Si el departamento puede tomar la iniciativa y demostrar progreso por sí mismo, ese sería el mejor anuncio para el apoyo sostenido del Congreso y el respaldo de la Casa Blanca para un nuevo énfasis en la diplomacia. Sería la mejor manera de demostrar que los diplomáticos estadounidenses están listos para ganarse el camino de regreso a un papel más central. Podría ayudar a generar un impulso para un reequilibrio de las prioridades presupuestarias de seguridad nacional en un momento en que los rivales estadounidenses no están parados; En los últimos años, los chinos han duplicado su gasto en diplomacia y han ampliado considerablemente su presencia en el extranjero.Una estructura de promoción rígida incentiva el arribismo sobre la valentía política o moral. 

Con una base sólida de reformas puestas, el siguiente paso sería codificarlas en la primera gran legislación del Congreso sobre diplomacia estadounidense en 40 años. La última Ley del Servicio Exterior, aprobada en 1980, modernizó la misión y la estructura del Departamento de Estado, basándose en las leyes de 1924 y 1946. Una nueva ley sería crucial para que las reformas fueran duraderas. También ayudaría a dar forma a un estilo de diplomacia que se ajuste a un panorama internacional cada vez más competitivo y esté mejor equipado para atender la prioridad de la renovación nacional. La transformación seria y duradera de la diplomacia estadounidense será muy difícil. Pero es de enorme importancia para el futuro de la democracia estadounidense en un mundo implacable.

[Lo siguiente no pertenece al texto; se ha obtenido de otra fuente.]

//! One-time-payment checkout: order creation and signature verification.
//!
//! The gateway signs `"{order_id}|{payment_id}"` with HMAC-SHA256 over a
//! shared secret; verification is a constant-time MAC check. Order creation
//! against the real gateway API is out of scope — orders here are local
//! records handed to the checkout client.

use hmac::{Hmac, Mac};
use serde::{Deserialize, Serialize};
use sha2::Sha256;
use uuid::Uuid;

use crate::config::BillingConfig;
use crate::error::{IdealensError, Result};

type HmacSha256 = Hmac<Sha256>;

#[derive(Debug, Clone, Serialize, Deserialize)]
#[serde(rename_all = "camelCase")]
pub struct Order {
    pub order_id: String,
    pub amount: u64,
    pub currency: String,
    pub key_id: String,
}

/// Create a checkout order for a configured plan.
pub fn create_order(config: &BillingConfig, plan_id: &str) -> Result<Order> {
    let plan = config.plan(plan_id).ok_or_else(|| IdealensError::Validation {
        message: format!("unknown plan '{}'", plan_id),
    })?;
    Ok(Order {
        order_id: format!("order_{}", Uuid::new_v4().simple()),
        amount: plan.amount,
        currency: config.currency.clone(),
        key_id: config.key_id.clone(),
    })
}

/// Compute the expected signature for an (order, payment) pair. Used by
/// tests and by any client-side tooling that needs to sign.
pub fn sign(secret: &[u8], order_id: &str, payment_id: &str) -> Result<String> {
    let mut mac =
        HmacSha256::new_from_slice(secret).map_err(|e| IdealensError::PaymentVerification {
            message: format!("invalid secret: {}", e),
        })?;
    mac.update(format!("{}|{}", order_id, payment_id).as_bytes());
    Ok(hex::encode(mac.finalize().into_bytes()))
}

/// Verify a gateway signature. Constant-time comparison via the MAC itself.
pub fn verify_signature(
    secret: &[u8],
    order_id: &str,
    payment_id: &str,
    signature: &str,
) -> Result<()> {
    let mut mac =
        HmacSha256::new_from_slice(secret).map_err(|e| IdealensError::PaymentVerification {
            message: format!("invalid secret: {}", e),
        })?;
    mac.update(format!("{}|{}", order_id, payment_id).as_bytes());

    let sig_bytes = hex::decode(signature).map_err(|_| IdealensError::PaymentVerification {
        message: "signature is not valid hex".to_string(),
    })?;

    mac.verify_slice(&sig_bytes)
        .map_err(|_| IdealensError::PaymentVerification {
            message: "signature mismatch".to_string(),
        })
}
//! LLM client adapters.

pub mod canned;
pub mod gemini;
pub mod traits;

use std::sync::Arc;

use anyhow::Result;
use tracing::info;

pub use canned::CannedGenerator;
pub use gemini::GeminiGenerator;
pub use traits::{LlmError, TextGenerator};

use crate::config::Config;

fn is_placeholder(s: &str) -> bool {
    let t = s.trim();
    t.is_empty()
        || t.contains("${")
        || t.eq_ignore_ascii_case("your-api-key-here")
        || t.eq_ignore_ascii_case("changeme")
}

/// Create the text generator selected by configuration.
///
/// Provider order: explicit `llm.provider` wins; otherwise a usable API key
/// selects Gemini; otherwise the canned generator, unless strict mode is on.
pub fn create_generator(config: &Config) -> Result<Arc<dyn TextGenerator>> {
    let key = config.llm.api_key.clone().unwrap_or_default();

    match config.llm.provider.as_str() {
        "gemini" => {
            if is_placeholder(&key) {
                anyhow::bail!("llm.provider=gemini but GEMINI_API_KEY is not set");
            }
            info!("Using Gemini generator (model={})", config.llm.model);
            let generator =
                GeminiGenerator::new(key, config.llm.model.clone(), config.llm.timeout_ms)
                    .map_err(|e| anyhow::anyhow!(e.to_string()))?;
            return Ok(Arc::new(generator));
        }
        "canned" => {
            info!("Using canned generator (deterministic, offline)");
            return Ok(Arc::new(CannedGenerator::new()));
        }
        "" => {}
        other => anyhow::bail!("unknown llm.provider '{}'", other),
    }

    // Auto-detect
    if !is_placeholder(&key) {
        info!("Using Gemini generator (model={})", config.llm.model);
        let generator = GeminiGenerator::new(key, config.llm.model.clone(), config.llm.timeout_ms)
            .map_err(|e| anyhow::anyhow!(e.to_string()))?;
        return Ok(Arc::new(generator));
    }

    if config.llm.strict {
        anyhow::bail!("no generation provider configured; set GEMINI_API_KEY or llm.provider");
    }

    info!("Using canned generator (deterministic, offline)");
    Ok(Arc::new(CannedGenerator::new()))
}
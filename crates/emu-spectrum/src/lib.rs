//! Cycle-accurate ZX Spectrum bus.
//!
//! Covers the whole family from the 48K to the Next: paged memory, the ULA
//! screen driven by a per-cycle tact table, and the I/O port map of each
//! model. The CPU is not part of this crate; it reaches the bus through
//! [`emu_core::CpuClock`].

mod codec;
mod config;
pub mod input;
mod memory;
mod peripherals;
pub mod ports;
mod spectrum;

pub use config::{ConfigError, SpectrumConfig, SpectrumModel, UlaIssue};
pub use input::{InputState, Key};
pub use memory::{BANK_SIZE, ContendedBanks, MemoryLayout, MemoryPagingDevice, SlotSource};
pub use peripherals::{Peripherals, StorageRegister};
pub use ports::{PortAccess, PortDescriptor, PortDispatcher, PortHandler};
pub use spectrum::{IoContention, Spectrum};
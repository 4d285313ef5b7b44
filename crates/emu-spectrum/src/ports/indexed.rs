//! Index/data register pairs.
//!
//! One port selects a register, a second port reads or writes it. The select
//! handler publishes the new index; the data handler keeps its own copy.
//!
//! The AY pair ($FFFD select, $BFFD data) forwards to an external sound chip.
//! The Next pair ($243B select, $253B data) owns the Next register file; the
//! MMU registers $50-$57 page RAM into the eight 8K slots.

use serde::{Deserialize, Serialize};

use super::{HostContext, PortContext, PortNotice};
use crate::memory::SlotSource;

/// First MMU register; $50-$57 cover slots 0-7.
const MMU_FIRST: u8 = 0x50;
const MMU_LAST: u8 = 0x57;

/// MMU value that restores ROM to slot 0 or 1.
const MMU_ROM: u8 = 0xFF;

#[derive(Debug, Clone, Default, Serialize, Deserialize)]
pub struct SoundRegisterSelect {
    index: u8,
}

impl SoundRegisterSelect {
    #[must_use]
    pub fn new() -> Self {
        Self::default()
    }

    #[must_use]
    pub fn index(&self) -> u8 {
        self.index
    }

    pub(super) fn read(&self, ctx: &mut PortContext<'_>) -> u8 {
        ctx.peripherals.sound_read(self.index)
    }

    pub(super) fn write(&mut self, value: u8) -> PortNotice {
        self.index = value & 0x0F;
        PortNotice::RegisterIndex(self.index)
    }

    pub(super) fn reset(&mut self) {
        self.index = 0;
    }
}

#[derive(Debug, Clone, Default, Serialize, Deserialize)]
pub struct SoundRegisterData {
    index: u8,
}

impl SoundRegisterData {
    #[must_use]
    pub fn new() -> Self {
        Self::default()
    }

    pub(super) fn select(&mut self, index: u8) {
        self.index = index;
    }

    pub(super) fn write(&mut self, value: u8, ctx: &mut PortContext<'_>) {
        ctx.peripherals.sound_write(self.index, value);
    }

    pub(super) fn reset(&mut self) {
        self.index = 0;
    }
}

#[derive(Debug, Clone, Default, Serialize, Deserialize)]
pub struct NextRegisterSelect {
    index: u8,
}

impl NextRegisterSelect {
    #[must_use]
    pub fn new() -> Self {
        Self::default()
    }

    pub(super) fn read(&self) -> u8 {
        self.index
    }

    pub(super) fn write(&mut self, value: u8) -> PortNotice {
        self.index = value;
        PortNotice::RegisterIndex(value)
    }

    pub(super) fn reset(&mut self) {
        self.index = 0;
    }
}

#[derive(Debug, Clone, Serialize, Deserialize)]
pub struct NextRegisterData {
    index: u8,
    registers: Vec<u8>,
    #[serde(skip)]
    ram_pages: usize,
}

impl Default for NextRegisterData {
    fn default() -> Self {
        Self {
            index: 0,
            registers: vec![0; 256],
            ram_pages: 0,
        }
    }
}

impl NextRegisterData {
    #[must_use]
    pub fn new() -> Self {
        Self::default()
    }

    /// Stored value of register `index`. MMU registers read their live
    /// mapping through the port instead.
    #[must_use]
    pub fn register(&self, index: u8) -> u8 {
        self.registers[usize::from(index)]
    }

    pub(super) fn select(&mut self, index: u8) {
        self.index = index;
    }

    pub(super) fn read(&self, ctx: &mut PortContext<'_>) -> u8 {
        match self.index {
            MMU_FIRST..=MMU_LAST => {
                match ctx.memory.slot(usize::from(self.index - MMU_FIRST)) {
                    SlotSource::Rom => MMU_ROM,
                    SlotSource::Ram(page) => page as u8,
                }
            }
            i => self.registers[usize::from(i)],
        }
    }

    pub(super) fn write(&mut self, value: u8, ctx: &mut PortContext<'_>) {
        self.registers[usize::from(self.index)] = value;
        if let MMU_FIRST..=MMU_LAST = self.index {
            let slot = usize::from(self.index - MMU_FIRST);
            if value == MMU_ROM && slot < 2 {
                ctx.memory.page_in_rom(slot);
            } else if usize::from(value) < self.ram_pages {
                ctx.memory.page_in(slot, usize::from(value));
            } else {
                log::warn!("MMU{slot} write {value:#04X}: no such RAM page, slot unchanged");
            }
        }
    }

    pub(super) fn reset(&mut self) {
        self.index = 0;
        self.registers.fill(0);
    }

    pub(super) fn attach(&mut self, host: &HostContext) {
        self.ram_pages = host.ram_pages;
    }

    pub(super) fn keep_binding(&mut self, bound: &Self) {
        self.ram_pages = bound.ram_pages;
        self.registers.resize(256, 0);
    }
}
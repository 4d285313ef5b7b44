//! Collaborator contracts shared by the Spectrum bus crates.
//!
//! The bus components never own a CPU, a sound chip or a disk controller.
//! They reach those through the small traits here, so a host can plug in any
//! implementation (or none) without the chip crates knowing about it.

mod clock;
mod observable;
mod register;
mod snapshot;

pub use clock::{CpuClock, CycleCounter};
pub use observable::{Observable, Value};
pub use register::{RegisterBank, RegisterSink};
pub use snapshot::{Snapshot, SnapshotError};
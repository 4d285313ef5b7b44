//! Paging registers.
//!
//! $7FFD (128K and later):
//!
//! | Bits | Meaning |
//! |------|---------|
//! | 0-2 | RAM bank at $C000 |
//! | 3 | Shadow screen (bank 7) |
//! | 4 | ROM select, low bit |
//! | 5 | Lock paging until reset |
//!
//! $1FFD (+3 and Next):
//!
//! | Bits | Meaning |
//! |------|---------|
//! | 0 | All-RAM mode |
//! | 1-2 | All-RAM configuration; bit 2 is also the ROM high bit |
//! | 3 | Disk motor |
//! | 4 | Printer strobe |
//!
//! $DFFD (Next) supplies bank bits 3-5 for $7FFD.
//!
//! The ROM index is split between $7FFD and $1FFD. Each register caches the
//! other's last contribution, learned through [`PortNotice`]s, so a write to
//! either re-pages immediately. All three ignore writes once paging is locked.

use serde::{Deserialize, Serialize};

use super::{HostContext, PortContext, PortNotice};

/// 16K banks for slots 0-3 in each all-RAM configuration.
const SPECIAL_CONFIGS: [[usize; 4]; 4] = [[0, 1, 2, 3], [4, 5, 6, 7], [4, 5, 6, 3], [4, 7, 6, 3]];

/// Page in ROM `rom`, or leave the current one if the machine has no such ROM.
fn select_rom(ctx: &mut PortContext<'_>, rom: u8) {
    let rom = usize::from(rom);
    if rom < ctx.memory.layout().rom_count {
        ctx.memory.select_rom(rom);
    } else {
        log::warn!("paging selects missing ROM {rom}; ROM unchanged");
    }
}

#[derive(Debug, Clone, Default, Serialize, Deserialize)]
pub struct Paging7ffd {
    last: u8,
    rom_high: u8,
    special: bool,
    bank_high: u8,
    #[serde(skip)]
    ram_banks: usize,
}

impl Paging7ffd {
    #[must_use]
    pub fn new() -> Self {
        Self::default()
    }

    /// The last byte accepted.
    #[must_use]
    pub fn last(&self) -> u8 {
        self.last
    }

    pub(super) fn write(&mut self, value: u8, ctx: &mut PortContext<'_>) -> Option<PortNotice> {
        if !ctx.memory.paging_enabled() {
            log::trace!("$7FFD write {value:#04X} ignored: paging locked");
            return None;
        }
        self.last = value;
        let bank = self.bank();
        let rom_low = (value >> 4) & 1;

        if !self.special {
            self.page_slot_3(ctx);
            select_rom(ctx, self.rom_high | rom_low);
        }
        ctx.memory.set_shadow_screen(value & 0x08 != 0);
        if value & 0x20 != 0 {
            log::debug!("paging locked by $7FFD write {value:#04X}");
            ctx.memory.lock_paging();
        }
        Some(PortNotice::RomLow { bit: rom_low, bank })
    }

    pub(super) fn rom_high_changed(&mut self, bit: u8, special: bool) {
        self.rom_high = bit & 0x02;
        self.special = special;
    }

    pub(super) fn bank_high_changed(&mut self, bits: u8, ctx: &mut PortContext<'_>) {
        self.bank_high = bits & 0x07;
        if ctx.memory.paging_enabled() && !self.special {
            self.page_slot_3(ctx);
        }
    }

    fn bank(&self) -> u8 {
        (self.last & 0x07) | ((self.bank_high & 0x07) << 3)
    }

    fn page_slot_3(&self, ctx: &mut PortContext<'_>) {
        let bank = usize::from(self.bank());
        if bank < self.ram_banks {
            ctx.memory.page_in_bank(3, bank);
        } else {
            log::warn!("$7FFD selects missing bank {bank}; slot 3 unchanged");
        }
    }

    pub(super) fn reset(&mut self) {
        *self = Self {
            ram_banks: self.ram_banks,
            ..Self::default()
        };
    }

    pub(super) fn attach(&mut self, host: &HostContext) {
        self.ram_banks = host.ram_banks;
    }

    pub(super) fn keep_binding(&mut self, bound: &Self) {
        self.ram_banks = bound.ram_banks;
    }
}

#[derive(Debug, Clone, Default, Serialize, Deserialize)]
pub struct Paging1ffd {
    last: u8,
    rom_low: u8,
    /// Bank bits 0-2 from $7FFD.
    bank: u8,
    /// Bank bits 3-5 from $DFFD.
    #[serde(default)]
    bank_high: u8,
}

impl Paging1ffd {
    #[must_use]
    pub fn new() -> Self {
        Self::default()
    }

    /// The last byte accepted.
    #[must_use]
    pub fn last(&self) -> u8 {
        self.last
    }

    pub(super) fn write(&mut self, value: u8, ctx: &mut PortContext<'_>) -> Option<PortNotice> {
        if !ctx.memory.paging_enabled() {
            log::trace!("$1FFD write {value:#04X} ignored: paging locked");
            return None;
        }
        self.last = value;
        let special = value & 0x01 != 0;
        let rom_high = (value >> 1) & 0x02;

        if special {
            let config = SPECIAL_CONFIGS[usize::from((value >> 1) & 0x03)];
            for (slot, bank) in config.into_iter().enumerate() {
                ctx.memory.page_in_bank(slot, bank);
            }
        } else {
            ctx.memory.page_in_rom_bank(0);
            ctx.memory.page_in_bank(1, 5);
            ctx.memory.page_in_bank(2, 2);
            let bank = usize::from(self.bank());
            if bank < ctx.memory.layout().ram_banks() {
                ctx.memory.page_in_bank(3, bank);
            }
            select_rom(ctx, rom_high | (self.rom_low & 0x01));
        }
        ctx.peripherals.set_disk_motor(value & 0x08 != 0);
        ctx.peripherals.set_printer_strobe(value & 0x10 != 0);
        Some(PortNotice::RomHigh {
            bit: rom_high,
            special,
        })
    }

    pub(super) fn rom_low_changed(&mut self, bit: u8, bank: u8) {
        self.rom_low = bit & 0x01;
        self.bank = bank & 0x07;
    }

    pub(super) fn bank_high_changed(&mut self, bits: u8) {
        self.bank_high = bits & 0x07;
    }

    fn bank(&self) -> u8 {
        (self.bank & 0x07) | ((self.bank_high & 0x07) << 3)
    }

    pub(super) fn reset(&mut self) {
        *self = Self::default();
    }
}

#[derive(Debug, Clone, Default, Serialize, Deserialize)]
pub struct BankExtension {
    last: u8,
}

impl BankExtension {
    #[must_use]
    pub fn new() -> Self {
        Self::default()
    }

    pub(super) fn write(&mut self, value: u8, ctx: &mut PortContext<'_>) -> Option<PortNotice> {
        if !ctx.memory.paging_enabled() {
            log::trace!("$DFFD write {value:#04X} ignored: paging locked");
            return None;
        }
        self.last = value;
        Some(PortNotice::BankHigh(value & 0x07))
    }

    pub(super) fn reset(&mut self) {
        self.last = 0;
    }
}
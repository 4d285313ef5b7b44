//! Sinclair ULA screen timing and rendering.
//!
//! The ULA draws the border and the 256x192 display while stealing memory
//! cycles from the CPU. This crate models that activity as a table with one
//! entry per CPU cycle of the frame, and renders frames by walking it.
//!
//! # Standalone IC
//!
//! Display memory is reached through closures passed by the caller, so the
//! renderer does not care how RAM is banked.
//!
//! # Timing
//!
//! [`TimingParams`] holds the raw line and cycle counts for a model;
//! [`ScreenTiming`] validates them and caches the derived values. The 48K
//! frame is 224 cycles x 312 lines = 69,888 cycles; the 128K family runs 228
//! cycles x 311 lines = 70,908.
//!
//! # Screen memory layout
//!
//! Bitmap at $4000-$57FF (6144 bytes), attributes at $5800-$5AFF (768 bytes).
//! Bitmap address: `010Y7 Y6Y2 Y1Y0 Y5Y4Y3 X4X3X2X1X0`
//! Attribute address: `0101 10Y7 Y6Y5 Y4Y3 X4X3X2X1X0`
//!
//! # Contention
//!
//! Each display cycle carries the delay a contended CPU access would suffer
//! on it. Across a display line the delays repeat `[6, 5, 4, 3, 2, 1, 0, 0]`
//! starting two cycles before the first pixel.

mod palette;
mod render;
mod tact;
mod timing;

pub use palette::{PALETTE, attr_colours};
pub use render::{FrameSink, NullSink, ScreenRenderer, ScreenState};
pub use tact::{RenderingPhase, RenderingTact, TactTable};
pub use timing::{
    MAX_DISPLAY_LINE_TIME, MAX_DISPLAY_LINES, ScreenTiming, TimingError, TimingParams,
};
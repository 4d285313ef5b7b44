//! Read-only state inspection.
//!
//! Queries never change emulation state, so a debugger can poll any device
//! between bus cycles.

use std::fmt;

/// A dynamically-typed answer to a state query.
#[derive(Debug, Clone, PartialEq, Eq)]
pub enum Value {
    Bool(bool),
    U8(u8),
    U16(u16),
    U32(u32),
    /// A symbolic state such as a rendering phase or a slot mapping.
    Name(String),
    List(Vec<Value>),
}

impl fmt::Display for Value {
    fn fmt(&self, f: &mut fmt::Formatter<'_>) -> fmt::Result {
        match self {
            Value::Bool(v) => write!(f, "{v}"),
            Value::U8(v) => write!(f, "${v:02X}"),
            Value::U16(v) => write!(f, "${v:04X}"),
            Value::U32(v) => write!(f, "{v}"),
            Value::Name(v) => f.write_str(v),
            Value::List(items) => {
                f.write_str("[")?;
                for (i, item) in items.iter().enumerate() {
                    if i > 0 {
                        f.write_str(", ")?;
                    }
                    write!(f, "{item}")?;
                }
                f.write_str("]")
            }
        }
    }
}

impl From<bool> for Value {
    fn from(v: bool) -> Self {
        Value::Bool(v)
    }
}

impl From<u8> for Value {
    fn from(v: u8) -> Self {
        Value::U8(v)
    }
}

impl From<u16> for Value {
    fn from(v: u16) -> Self {
        Value::U16(v)
    }
}

impl From<u32> for Value {
    fn from(v: u32) -> Self {
        Value::U32(v)
    }
}

impl From<&str> for Value {
    fn from(v: &str) -> Self {
        Value::Name(v.to_string())
    }
}

impl From<String> for Value {
    fn from(v: String) -> Self {
        Value::Name(v)
    }
}

/// A component whose state can be inspected by dotted path, for example
/// `paging.enabled` or `screen.border`.
pub trait Observable {
    /// Answer a query, or `None` if the path is not recognised.
    fn query(&self, path: &str) -> Option<Value>;

    /// Every path [`query`](Observable::query) understands.
    fn query_paths(&self) -> &'static [&'static str];
}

Ambos llevamos las cicatrices profesionales y hemos disfrutado de las recompensas de muchos años llenos de acontecimientos como diplomáticos de carrera. Vimos muchos ejemplos de habilidad y valentía entre nuestros colegas en situaciones difíciles en todo el mundo, desde la terrible violencia genocida de Ruanda y la agitación épica de la Rusia postsoviética en la década de 1990 hasta los desafíos posteriores de los puestos de embajadores en Liberia después de su guerra civil. guerra y en Jordania en medio de una sucesión real de una vez cada medio siglo. Vimos cómo los diplomáticos estadounidenses pueden producir resultados tangibles, ya sea manteniendo conversaciones secretas con adversarios, movilizando a otros países para aliviar la difícil situación de los refugiados o promoviendo empleos y oportunidades económicas estadounidenses.

Sin embargo, a pesar de todo, todavía recordamos vívidamente el sentido de posibilidad y el compromiso compartido con el servicio público que nos atrajo a nosotros dos y a otros 30 estadounidenses orgullosos a nuestro Servicio Exterior que ingresaron a la clase hace tantos años. Hoy en día, hay una nueva generación de diplomáticos capaces de asumir ese desafío, si tan solo se les diera un Departamento de Estado y una misión digna de sus ambiciones y del país que representarán.